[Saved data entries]
▬▬▬▬▬▬

// src/noyau/rpn.rs
//
// Shunting-yard : infixe -> RPN (postfix)
//
// Règles:
// - précédence fixe (+ − = 1 ; × ÷ = 2), tout associatif à gauche :
//   précédence ÉGALE au sommet => on dépile aussi
// - parenthèses TOLÉRANTES : fermante orpheline ignorée, ouvrantes
//   restantes écartées en fin de lecture. La calculatrice doit rester
//   utilisable en cours de saisie ; ce n'est pas un oubli.

use super::jetons::Jeton;

/// Convertit une suite de jetons en RPN (notation polonaise inversée).
///
/// Exemple:
///   jetons: [2, +, 3, ×, 4]
///   rpn:    [2, 3, 4, ×, +]
///
/// Ne peut pas échouer sur une suite bien formée ; les parenthèses mal
/// appariées sont tolérées (voir en-tête).
pub fn vers_rpn(jetons: &[Jeton]) -> Vec<Jeton> {
    let mut sortie: Vec<Jeton> = Vec::new();
    let mut pile: Vec<Jeton> = Vec::new();

    for jeton in jetons.iter().cloned() {
        match jeton {
            Jeton::Nombre(_) => sortie.push(jeton),

            Jeton::Operateur(op) => {
                // dépile tant que le sommet est un opérateur de précédence
                // supérieure OU égale (associativité gauche)
                while let Some(&Jeton::Operateur(haut)) = pile.last() {
                    if haut.precedence() < op.precedence() {
                        break;
                    }
                    sortie.push(pile.pop().unwrap());
                }
                pile.push(jeton);
            }

            Jeton::ParOuvrante => pile.push(jeton),

            Jeton::ParFermante => {
                // dépile jusqu'à '(' puis l'écarte ;
                // fermante orpheline : rien à écarter, on continue
                while let Some(haut) = pile.pop() {
                    if matches!(haut, Jeton::ParOuvrante) {
                        break;
                    }
                    sortie.push(haut);
                }
            }
        }
    }

    // vide la pile ; les '(' restantes sont simplement écartées
    while let Some(haut) = pile.pop() {
        if !matches!(haut, Jeton::ParOuvrante) {
            sortie.push(haut);
        }
    }

    sortie
}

▬▬▬▬▬▬

[Instructions for the task]
Output every line of the data again, exactly.

[Written answer]
// src/noyau/rpn.rs
//
// Shunting-yard : infixe -> RPN (postfix)
//
// Règles:
// - précédence fixe (+ − = 1 ; × ÷ = 2), tout associatif à gauche :
//   précédence ÉGALE au sommet => on dépile aussi
// - parenthèses TOLÉRANTES : fermante orpheline ignorée, ouvrantes
//   restantes écartées en fin de lecture. La calculatrice doit rester
//   utilisable en cours de saisie ; ce n'est pas un oubli.

use super::jetons::Jeton;

/// Convertit une suite de jetons en RPN (notation polonaise inversée).
///
/// Exemple:
///   jetons: [2, +, 3, ×, 4]
///   rpn:    [2, 3, 4, ×, +]
///
/// Ne peut pas échouer sur une suite bien formée ; les parenthèses mal
/// appariées sont tolérées (voir en-tête).
pub fn vers_rpn(jetons: &[Jeton]) -> Vec<Jeton> {
    let mut sortie: Vec<Jeton> = Vec::new();
    let mut pile: Vec<Jeton> = Vec::new();

    for jeton in jetons.iter().cloned() {
        match jeton {
            Jeton::Nombre(_) => sortie.push(jeton),

            Jeton::Operateur(op) => {
                // dépile tant que le sommet est un opérateur de précédence
                // supérieure OU égale (associativité gauche)
                while let Some(&Jeton::Operateur(haut)) = pile.last() {
                    if haut.precedence() < op.precedence() {
                        break;
                    }
                    sortie.push(pile.pop().unwrap());
                }
                pile.push(jeton);
            }

            Jeton::ParOuvrante => pile.push(jeton),

            Jeton::ParFermante => {
                // dépile jusqu'à '(' puis l'écarte ;
                // fermante orpheline : rien à écarter, on continue
                while let Some(haut) = pile.pop() {
                    if matches!(haut, Jeton::ParOuvrante) {
                        break;
                    }
                    sortie.push(haut);
                }
            }
        }
    }

    // vide la pile ; les '(' restantes sont simplement écartées
    while let Some(haut) = pile.pop() {
        if !matches!(haut, Jeton::ParOuvrante) {
            sortie.push(haut);
        }
    }

    sortie
}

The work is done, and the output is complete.